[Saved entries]
- - - - -
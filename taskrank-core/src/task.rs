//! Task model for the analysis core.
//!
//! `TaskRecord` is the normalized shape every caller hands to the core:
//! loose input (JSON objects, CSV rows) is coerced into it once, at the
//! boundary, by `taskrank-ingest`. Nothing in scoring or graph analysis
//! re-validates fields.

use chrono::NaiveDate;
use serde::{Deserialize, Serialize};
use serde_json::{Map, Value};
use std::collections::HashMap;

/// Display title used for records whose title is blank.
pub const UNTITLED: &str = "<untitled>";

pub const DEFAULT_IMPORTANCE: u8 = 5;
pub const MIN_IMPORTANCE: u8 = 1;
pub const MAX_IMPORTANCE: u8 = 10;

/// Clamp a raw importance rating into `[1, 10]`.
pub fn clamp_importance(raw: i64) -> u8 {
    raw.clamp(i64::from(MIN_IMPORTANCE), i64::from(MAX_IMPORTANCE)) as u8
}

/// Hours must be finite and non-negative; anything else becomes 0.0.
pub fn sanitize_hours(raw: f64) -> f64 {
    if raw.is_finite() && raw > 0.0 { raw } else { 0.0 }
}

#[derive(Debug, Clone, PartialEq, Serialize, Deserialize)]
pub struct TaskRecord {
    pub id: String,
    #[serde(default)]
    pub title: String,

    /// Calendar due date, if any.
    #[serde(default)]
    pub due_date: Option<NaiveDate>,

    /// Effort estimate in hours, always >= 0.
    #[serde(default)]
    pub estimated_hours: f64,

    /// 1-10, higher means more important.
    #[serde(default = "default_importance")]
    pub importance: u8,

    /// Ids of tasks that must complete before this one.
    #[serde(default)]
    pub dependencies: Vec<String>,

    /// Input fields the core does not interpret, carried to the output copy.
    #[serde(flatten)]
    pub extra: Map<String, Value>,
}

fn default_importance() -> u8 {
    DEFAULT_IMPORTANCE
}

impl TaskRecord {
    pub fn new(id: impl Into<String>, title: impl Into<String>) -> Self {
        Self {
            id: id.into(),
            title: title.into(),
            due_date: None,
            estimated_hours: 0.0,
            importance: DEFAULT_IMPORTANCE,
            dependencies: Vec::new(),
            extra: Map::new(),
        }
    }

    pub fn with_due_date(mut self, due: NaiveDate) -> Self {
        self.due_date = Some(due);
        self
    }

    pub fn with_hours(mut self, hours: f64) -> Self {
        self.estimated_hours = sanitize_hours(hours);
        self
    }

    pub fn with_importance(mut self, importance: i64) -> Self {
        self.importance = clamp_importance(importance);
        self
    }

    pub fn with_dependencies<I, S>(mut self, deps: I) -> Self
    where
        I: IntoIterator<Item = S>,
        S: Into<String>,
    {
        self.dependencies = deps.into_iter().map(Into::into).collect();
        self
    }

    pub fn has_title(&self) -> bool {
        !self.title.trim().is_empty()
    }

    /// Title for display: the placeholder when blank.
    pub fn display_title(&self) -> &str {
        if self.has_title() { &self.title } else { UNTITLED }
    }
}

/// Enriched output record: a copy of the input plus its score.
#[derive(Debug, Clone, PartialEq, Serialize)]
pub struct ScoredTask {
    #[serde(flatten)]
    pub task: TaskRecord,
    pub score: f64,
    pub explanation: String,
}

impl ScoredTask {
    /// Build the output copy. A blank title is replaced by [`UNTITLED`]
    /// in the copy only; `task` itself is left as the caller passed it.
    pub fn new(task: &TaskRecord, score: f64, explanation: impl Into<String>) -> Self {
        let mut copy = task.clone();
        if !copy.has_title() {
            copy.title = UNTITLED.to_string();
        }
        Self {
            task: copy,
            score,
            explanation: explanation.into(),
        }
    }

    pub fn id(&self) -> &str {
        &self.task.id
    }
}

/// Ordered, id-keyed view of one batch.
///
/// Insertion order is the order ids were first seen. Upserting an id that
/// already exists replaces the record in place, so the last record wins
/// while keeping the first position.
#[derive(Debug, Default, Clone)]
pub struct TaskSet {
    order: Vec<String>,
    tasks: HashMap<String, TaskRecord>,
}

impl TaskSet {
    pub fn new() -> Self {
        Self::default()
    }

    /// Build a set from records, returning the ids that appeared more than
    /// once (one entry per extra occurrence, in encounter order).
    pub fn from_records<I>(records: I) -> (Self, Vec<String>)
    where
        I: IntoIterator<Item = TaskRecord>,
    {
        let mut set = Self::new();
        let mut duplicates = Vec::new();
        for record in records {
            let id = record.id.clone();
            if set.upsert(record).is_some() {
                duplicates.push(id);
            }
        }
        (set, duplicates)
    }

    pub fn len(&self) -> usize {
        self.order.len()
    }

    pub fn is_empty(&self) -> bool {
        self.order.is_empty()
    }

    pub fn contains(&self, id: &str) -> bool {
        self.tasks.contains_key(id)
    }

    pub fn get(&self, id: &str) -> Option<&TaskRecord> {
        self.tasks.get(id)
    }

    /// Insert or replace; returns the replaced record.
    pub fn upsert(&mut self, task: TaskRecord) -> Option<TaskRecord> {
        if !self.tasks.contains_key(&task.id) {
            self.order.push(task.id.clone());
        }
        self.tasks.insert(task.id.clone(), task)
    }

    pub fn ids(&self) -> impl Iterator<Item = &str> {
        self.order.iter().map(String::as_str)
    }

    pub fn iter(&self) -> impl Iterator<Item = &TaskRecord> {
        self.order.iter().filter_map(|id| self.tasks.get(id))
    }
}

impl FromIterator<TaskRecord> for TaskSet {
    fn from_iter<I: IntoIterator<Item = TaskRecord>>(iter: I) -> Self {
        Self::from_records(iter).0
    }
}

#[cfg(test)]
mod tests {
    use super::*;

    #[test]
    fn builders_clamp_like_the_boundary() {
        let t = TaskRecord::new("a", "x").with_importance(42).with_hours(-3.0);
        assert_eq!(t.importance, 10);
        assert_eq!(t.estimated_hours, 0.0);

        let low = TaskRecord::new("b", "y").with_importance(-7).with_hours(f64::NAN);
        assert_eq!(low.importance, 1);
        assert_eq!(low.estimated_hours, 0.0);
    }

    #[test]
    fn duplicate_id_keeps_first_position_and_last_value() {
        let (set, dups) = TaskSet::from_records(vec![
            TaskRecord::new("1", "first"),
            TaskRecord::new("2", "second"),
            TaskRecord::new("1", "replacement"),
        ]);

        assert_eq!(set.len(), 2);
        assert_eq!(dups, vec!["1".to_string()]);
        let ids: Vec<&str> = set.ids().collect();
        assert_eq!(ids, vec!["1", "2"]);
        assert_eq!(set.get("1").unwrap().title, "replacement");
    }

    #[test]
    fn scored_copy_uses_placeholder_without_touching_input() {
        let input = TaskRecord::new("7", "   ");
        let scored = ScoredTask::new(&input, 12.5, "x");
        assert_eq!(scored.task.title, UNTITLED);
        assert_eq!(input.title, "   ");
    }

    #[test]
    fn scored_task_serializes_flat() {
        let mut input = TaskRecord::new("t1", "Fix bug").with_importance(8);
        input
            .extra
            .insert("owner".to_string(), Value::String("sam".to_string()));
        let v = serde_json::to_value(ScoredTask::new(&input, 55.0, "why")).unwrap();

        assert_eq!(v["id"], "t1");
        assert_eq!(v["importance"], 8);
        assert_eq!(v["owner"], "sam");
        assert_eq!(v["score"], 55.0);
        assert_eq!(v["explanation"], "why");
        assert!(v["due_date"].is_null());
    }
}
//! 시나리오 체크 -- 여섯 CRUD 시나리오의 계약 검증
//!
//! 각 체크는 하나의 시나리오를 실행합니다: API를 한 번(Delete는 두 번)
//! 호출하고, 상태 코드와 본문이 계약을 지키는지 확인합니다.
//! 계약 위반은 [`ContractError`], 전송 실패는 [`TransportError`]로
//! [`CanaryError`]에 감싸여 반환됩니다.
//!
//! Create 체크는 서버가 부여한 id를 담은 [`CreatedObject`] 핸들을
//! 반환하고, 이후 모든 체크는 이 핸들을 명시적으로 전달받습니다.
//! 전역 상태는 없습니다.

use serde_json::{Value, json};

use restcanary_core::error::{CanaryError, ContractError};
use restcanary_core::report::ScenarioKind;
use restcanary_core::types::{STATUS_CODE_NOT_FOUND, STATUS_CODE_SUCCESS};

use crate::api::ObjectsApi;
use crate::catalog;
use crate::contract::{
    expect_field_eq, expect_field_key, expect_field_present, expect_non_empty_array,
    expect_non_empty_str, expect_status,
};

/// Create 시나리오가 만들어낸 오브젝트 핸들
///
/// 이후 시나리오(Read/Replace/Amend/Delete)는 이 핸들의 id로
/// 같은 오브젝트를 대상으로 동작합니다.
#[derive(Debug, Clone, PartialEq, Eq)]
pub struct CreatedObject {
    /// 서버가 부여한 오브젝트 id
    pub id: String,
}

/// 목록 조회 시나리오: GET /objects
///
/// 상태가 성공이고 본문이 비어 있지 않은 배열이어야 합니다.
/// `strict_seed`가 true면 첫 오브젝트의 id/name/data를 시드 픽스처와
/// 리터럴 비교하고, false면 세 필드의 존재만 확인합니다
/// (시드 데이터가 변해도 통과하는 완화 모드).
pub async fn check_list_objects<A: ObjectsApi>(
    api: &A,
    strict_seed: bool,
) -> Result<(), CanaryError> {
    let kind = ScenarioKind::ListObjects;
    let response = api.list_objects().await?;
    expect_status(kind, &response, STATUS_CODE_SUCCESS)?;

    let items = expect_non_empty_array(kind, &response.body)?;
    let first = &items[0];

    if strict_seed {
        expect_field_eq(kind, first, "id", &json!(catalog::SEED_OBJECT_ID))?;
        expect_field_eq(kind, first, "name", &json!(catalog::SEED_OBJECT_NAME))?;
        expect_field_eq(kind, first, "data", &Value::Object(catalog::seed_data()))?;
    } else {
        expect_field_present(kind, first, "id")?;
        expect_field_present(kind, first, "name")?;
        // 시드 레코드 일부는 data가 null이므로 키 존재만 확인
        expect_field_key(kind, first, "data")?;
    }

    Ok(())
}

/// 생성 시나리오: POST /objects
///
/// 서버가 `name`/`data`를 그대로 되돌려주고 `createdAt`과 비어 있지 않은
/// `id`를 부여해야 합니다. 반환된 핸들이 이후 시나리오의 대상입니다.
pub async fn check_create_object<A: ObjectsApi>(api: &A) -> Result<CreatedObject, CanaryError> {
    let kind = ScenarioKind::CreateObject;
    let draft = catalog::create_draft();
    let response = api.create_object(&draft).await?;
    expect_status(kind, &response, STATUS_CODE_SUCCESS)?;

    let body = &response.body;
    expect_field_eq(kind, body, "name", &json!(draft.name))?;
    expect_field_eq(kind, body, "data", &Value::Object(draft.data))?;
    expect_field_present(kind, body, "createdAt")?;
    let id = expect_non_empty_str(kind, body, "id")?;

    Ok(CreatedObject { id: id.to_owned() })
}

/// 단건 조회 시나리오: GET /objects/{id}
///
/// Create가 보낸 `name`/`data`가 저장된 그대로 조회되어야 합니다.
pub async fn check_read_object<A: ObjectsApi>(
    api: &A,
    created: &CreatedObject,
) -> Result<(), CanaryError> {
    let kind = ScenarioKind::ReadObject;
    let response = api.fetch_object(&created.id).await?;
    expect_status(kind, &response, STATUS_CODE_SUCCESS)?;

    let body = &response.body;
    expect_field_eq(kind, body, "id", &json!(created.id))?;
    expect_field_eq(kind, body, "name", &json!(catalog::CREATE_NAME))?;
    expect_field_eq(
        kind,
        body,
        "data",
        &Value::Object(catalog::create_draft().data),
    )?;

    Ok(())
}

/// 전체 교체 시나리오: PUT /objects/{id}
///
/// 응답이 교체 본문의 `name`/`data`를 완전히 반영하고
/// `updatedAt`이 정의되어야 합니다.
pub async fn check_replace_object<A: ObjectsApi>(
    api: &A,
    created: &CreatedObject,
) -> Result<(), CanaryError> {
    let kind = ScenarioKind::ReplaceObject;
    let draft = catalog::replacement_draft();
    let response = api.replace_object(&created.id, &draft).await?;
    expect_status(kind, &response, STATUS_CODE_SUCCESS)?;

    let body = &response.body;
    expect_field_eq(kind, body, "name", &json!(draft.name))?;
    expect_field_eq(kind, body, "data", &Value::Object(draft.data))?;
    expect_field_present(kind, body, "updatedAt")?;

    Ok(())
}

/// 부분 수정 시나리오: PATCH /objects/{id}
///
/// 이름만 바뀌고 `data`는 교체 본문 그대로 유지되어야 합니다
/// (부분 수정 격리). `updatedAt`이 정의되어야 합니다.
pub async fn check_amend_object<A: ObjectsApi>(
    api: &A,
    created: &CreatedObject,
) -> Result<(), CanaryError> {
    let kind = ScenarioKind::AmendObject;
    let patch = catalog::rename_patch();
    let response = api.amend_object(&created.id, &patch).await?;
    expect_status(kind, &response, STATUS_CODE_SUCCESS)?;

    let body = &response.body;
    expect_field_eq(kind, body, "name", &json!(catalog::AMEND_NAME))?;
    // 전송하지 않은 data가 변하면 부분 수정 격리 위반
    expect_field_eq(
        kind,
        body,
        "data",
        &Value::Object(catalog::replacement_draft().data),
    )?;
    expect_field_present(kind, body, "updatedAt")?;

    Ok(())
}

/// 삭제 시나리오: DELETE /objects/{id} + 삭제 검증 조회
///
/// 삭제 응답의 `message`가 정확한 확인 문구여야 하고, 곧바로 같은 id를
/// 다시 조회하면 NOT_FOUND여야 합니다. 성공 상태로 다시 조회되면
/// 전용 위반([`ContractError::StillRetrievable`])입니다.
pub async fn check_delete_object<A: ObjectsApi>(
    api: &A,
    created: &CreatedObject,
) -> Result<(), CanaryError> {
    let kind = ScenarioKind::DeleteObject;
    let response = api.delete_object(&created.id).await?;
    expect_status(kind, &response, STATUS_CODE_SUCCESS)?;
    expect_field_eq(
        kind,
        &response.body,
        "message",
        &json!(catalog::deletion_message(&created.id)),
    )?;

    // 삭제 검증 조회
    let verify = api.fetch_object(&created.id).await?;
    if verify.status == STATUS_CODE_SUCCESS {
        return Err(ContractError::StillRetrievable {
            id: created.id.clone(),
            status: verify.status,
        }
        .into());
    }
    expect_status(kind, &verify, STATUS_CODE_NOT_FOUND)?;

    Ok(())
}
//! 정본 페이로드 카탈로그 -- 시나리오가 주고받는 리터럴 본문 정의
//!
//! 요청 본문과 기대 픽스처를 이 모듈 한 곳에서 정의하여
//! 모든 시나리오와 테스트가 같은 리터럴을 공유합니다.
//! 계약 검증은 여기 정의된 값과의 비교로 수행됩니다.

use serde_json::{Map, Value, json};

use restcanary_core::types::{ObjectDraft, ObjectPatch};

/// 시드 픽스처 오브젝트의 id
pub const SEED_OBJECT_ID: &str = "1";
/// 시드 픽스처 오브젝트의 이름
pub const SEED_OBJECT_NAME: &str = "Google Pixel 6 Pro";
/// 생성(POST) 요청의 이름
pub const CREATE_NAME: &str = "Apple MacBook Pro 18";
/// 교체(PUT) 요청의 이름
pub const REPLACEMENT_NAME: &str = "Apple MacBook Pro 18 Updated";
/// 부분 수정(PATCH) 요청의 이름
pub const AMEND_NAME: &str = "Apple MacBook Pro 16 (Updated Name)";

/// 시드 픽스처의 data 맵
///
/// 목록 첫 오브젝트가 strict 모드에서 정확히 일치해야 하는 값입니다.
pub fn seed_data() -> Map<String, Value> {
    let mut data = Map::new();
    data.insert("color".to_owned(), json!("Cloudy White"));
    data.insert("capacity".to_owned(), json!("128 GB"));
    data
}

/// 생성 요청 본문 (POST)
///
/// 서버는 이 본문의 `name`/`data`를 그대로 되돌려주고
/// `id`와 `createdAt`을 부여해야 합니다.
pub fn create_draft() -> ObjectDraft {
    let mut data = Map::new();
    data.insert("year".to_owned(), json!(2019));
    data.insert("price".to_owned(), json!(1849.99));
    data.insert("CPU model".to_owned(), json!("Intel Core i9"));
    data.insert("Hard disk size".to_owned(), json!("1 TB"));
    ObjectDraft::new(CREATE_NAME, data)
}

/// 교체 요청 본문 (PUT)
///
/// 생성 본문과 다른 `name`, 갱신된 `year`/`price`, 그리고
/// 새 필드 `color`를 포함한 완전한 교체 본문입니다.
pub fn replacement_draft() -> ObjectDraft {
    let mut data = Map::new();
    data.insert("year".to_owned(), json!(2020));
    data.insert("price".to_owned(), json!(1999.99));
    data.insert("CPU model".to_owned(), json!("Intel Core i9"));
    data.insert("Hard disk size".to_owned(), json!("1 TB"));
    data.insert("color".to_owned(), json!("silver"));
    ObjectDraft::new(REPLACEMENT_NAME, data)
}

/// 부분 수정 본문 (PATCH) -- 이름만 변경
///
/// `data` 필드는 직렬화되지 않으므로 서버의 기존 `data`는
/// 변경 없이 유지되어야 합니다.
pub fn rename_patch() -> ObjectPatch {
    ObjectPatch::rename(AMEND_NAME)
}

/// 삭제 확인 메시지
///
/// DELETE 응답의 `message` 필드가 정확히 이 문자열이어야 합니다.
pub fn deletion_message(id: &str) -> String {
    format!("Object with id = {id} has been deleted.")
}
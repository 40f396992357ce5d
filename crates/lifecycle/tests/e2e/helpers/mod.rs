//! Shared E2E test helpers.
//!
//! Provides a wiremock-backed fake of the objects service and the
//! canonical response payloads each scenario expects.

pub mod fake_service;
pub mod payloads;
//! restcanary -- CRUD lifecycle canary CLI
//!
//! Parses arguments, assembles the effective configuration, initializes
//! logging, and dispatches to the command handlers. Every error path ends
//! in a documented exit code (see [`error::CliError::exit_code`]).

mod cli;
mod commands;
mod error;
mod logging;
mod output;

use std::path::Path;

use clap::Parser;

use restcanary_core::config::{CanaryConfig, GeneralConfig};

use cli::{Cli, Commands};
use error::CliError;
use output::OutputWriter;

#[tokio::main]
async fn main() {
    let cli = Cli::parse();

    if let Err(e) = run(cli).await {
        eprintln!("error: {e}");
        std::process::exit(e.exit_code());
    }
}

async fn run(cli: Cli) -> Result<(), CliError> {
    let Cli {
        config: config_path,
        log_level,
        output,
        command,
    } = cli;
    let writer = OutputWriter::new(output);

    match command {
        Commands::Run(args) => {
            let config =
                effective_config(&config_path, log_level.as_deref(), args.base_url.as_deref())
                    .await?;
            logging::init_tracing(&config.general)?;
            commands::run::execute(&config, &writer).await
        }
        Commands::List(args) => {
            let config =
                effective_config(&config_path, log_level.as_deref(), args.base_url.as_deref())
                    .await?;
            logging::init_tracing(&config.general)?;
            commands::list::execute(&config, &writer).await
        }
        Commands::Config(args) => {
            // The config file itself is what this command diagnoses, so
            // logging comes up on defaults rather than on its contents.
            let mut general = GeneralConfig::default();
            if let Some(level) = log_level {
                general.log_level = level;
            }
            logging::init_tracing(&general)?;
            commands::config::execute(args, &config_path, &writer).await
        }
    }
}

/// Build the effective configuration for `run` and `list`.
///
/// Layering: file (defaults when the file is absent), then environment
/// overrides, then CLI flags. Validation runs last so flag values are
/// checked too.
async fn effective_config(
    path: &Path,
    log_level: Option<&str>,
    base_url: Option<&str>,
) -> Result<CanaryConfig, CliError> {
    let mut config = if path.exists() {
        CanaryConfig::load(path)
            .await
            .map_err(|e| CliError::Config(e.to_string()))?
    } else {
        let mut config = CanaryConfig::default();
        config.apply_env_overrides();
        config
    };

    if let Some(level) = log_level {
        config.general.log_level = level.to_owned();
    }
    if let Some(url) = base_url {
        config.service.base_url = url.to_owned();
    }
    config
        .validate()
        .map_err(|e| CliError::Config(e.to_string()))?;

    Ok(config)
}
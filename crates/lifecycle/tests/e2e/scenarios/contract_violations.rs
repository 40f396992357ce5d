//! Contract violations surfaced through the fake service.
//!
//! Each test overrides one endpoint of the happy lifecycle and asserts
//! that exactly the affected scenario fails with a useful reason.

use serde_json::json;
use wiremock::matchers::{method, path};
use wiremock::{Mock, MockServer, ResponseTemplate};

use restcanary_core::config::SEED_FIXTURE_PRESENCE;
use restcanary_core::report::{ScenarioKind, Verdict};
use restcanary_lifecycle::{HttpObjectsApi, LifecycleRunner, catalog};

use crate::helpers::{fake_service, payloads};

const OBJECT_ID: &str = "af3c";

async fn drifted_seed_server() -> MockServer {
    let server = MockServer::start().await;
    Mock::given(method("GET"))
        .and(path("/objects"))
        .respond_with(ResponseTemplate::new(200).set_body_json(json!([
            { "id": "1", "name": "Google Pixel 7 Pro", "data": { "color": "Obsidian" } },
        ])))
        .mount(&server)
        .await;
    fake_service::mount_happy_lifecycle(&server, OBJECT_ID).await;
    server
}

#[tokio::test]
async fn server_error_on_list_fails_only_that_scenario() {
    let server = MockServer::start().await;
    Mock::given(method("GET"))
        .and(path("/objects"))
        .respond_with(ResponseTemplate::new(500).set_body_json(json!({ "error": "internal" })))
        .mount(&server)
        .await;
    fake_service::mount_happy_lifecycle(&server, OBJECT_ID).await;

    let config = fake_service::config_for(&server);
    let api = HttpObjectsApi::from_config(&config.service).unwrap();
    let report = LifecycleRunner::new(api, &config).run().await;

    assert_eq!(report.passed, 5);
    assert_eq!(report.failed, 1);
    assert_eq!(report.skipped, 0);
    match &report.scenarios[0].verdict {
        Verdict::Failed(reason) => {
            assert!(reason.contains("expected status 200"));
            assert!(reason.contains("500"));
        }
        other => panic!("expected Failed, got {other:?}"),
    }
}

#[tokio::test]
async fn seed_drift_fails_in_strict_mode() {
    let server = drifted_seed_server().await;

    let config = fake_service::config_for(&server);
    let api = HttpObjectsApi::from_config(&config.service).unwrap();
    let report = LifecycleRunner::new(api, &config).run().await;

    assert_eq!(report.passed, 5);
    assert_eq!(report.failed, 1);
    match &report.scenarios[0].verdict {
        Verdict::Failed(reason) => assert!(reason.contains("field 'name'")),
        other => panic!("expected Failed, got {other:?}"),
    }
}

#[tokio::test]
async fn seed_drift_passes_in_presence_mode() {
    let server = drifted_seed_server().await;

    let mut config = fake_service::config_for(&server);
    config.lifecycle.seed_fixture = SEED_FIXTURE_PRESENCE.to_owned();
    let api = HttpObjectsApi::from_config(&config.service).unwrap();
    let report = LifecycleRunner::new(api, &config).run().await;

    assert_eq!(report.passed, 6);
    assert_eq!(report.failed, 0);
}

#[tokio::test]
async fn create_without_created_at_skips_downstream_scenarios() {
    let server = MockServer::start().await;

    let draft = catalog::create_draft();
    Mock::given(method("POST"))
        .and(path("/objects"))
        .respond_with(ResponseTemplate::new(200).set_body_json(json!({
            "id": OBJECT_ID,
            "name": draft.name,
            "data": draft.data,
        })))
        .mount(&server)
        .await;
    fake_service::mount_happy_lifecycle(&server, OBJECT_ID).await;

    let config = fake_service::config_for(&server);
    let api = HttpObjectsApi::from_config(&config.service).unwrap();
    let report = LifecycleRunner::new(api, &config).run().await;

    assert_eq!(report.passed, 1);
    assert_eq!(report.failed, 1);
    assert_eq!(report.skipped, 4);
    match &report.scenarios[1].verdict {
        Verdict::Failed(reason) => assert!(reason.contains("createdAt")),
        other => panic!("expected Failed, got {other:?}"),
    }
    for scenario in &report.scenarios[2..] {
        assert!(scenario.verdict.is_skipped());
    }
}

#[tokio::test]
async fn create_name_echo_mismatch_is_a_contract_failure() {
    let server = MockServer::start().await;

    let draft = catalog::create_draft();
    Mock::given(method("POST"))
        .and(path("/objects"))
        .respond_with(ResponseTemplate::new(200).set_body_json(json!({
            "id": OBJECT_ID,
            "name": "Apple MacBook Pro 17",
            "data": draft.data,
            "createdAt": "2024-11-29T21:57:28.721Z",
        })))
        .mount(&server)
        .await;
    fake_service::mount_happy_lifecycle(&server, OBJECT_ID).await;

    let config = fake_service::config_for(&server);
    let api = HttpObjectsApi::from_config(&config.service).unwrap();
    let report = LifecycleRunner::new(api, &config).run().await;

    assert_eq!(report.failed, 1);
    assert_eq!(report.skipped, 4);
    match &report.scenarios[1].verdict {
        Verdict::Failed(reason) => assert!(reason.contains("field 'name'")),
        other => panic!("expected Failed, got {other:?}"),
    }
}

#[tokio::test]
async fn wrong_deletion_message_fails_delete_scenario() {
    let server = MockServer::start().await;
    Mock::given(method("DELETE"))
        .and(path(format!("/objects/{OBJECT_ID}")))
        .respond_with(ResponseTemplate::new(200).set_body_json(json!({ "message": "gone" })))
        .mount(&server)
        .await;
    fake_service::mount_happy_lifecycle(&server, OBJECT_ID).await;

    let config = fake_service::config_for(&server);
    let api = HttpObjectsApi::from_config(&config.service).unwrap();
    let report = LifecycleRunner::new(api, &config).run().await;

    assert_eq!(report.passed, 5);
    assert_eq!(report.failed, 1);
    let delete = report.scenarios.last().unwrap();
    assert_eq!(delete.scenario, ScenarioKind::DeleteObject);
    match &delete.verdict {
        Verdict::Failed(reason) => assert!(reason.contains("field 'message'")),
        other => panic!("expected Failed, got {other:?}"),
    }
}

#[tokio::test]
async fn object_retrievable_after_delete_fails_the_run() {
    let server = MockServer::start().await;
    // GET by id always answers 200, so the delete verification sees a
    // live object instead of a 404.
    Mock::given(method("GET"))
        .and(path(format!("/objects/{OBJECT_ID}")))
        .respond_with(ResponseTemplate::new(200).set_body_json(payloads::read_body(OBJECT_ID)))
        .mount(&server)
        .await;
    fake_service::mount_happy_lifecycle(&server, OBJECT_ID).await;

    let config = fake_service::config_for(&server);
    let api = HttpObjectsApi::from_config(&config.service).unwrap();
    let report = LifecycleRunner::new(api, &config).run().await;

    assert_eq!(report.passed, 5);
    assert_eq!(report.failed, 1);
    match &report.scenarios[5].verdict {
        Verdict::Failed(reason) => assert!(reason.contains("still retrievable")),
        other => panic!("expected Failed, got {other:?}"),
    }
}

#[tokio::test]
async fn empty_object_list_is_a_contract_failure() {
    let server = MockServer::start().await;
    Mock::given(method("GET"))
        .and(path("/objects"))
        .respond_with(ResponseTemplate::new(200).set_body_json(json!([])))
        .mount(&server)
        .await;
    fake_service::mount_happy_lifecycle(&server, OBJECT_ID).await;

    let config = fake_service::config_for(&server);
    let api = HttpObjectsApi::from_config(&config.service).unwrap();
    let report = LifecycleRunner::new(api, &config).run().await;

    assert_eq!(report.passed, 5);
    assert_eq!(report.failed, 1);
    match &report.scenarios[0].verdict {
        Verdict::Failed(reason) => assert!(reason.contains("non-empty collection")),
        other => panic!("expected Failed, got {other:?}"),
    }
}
- - - - -
- How to complete this task -
Would you please repeat exactly the lines above, starting at the line with "Self::from_records(iter).0" and stopping at the line with "assert_eq!(t.importance, 10);", both included?

- Answer to this problem -
        Self::from_records(iter).0
    }
}

#[cfg(test)]
mod tests {
    use super::*;

    #[test]
    fn builders_clamp_like_the_boundary() {
        let t = TaskRecord::new("a", "x").with_importance(42).with_hours(-3.0);
        assert_eq!(t.importance, 10);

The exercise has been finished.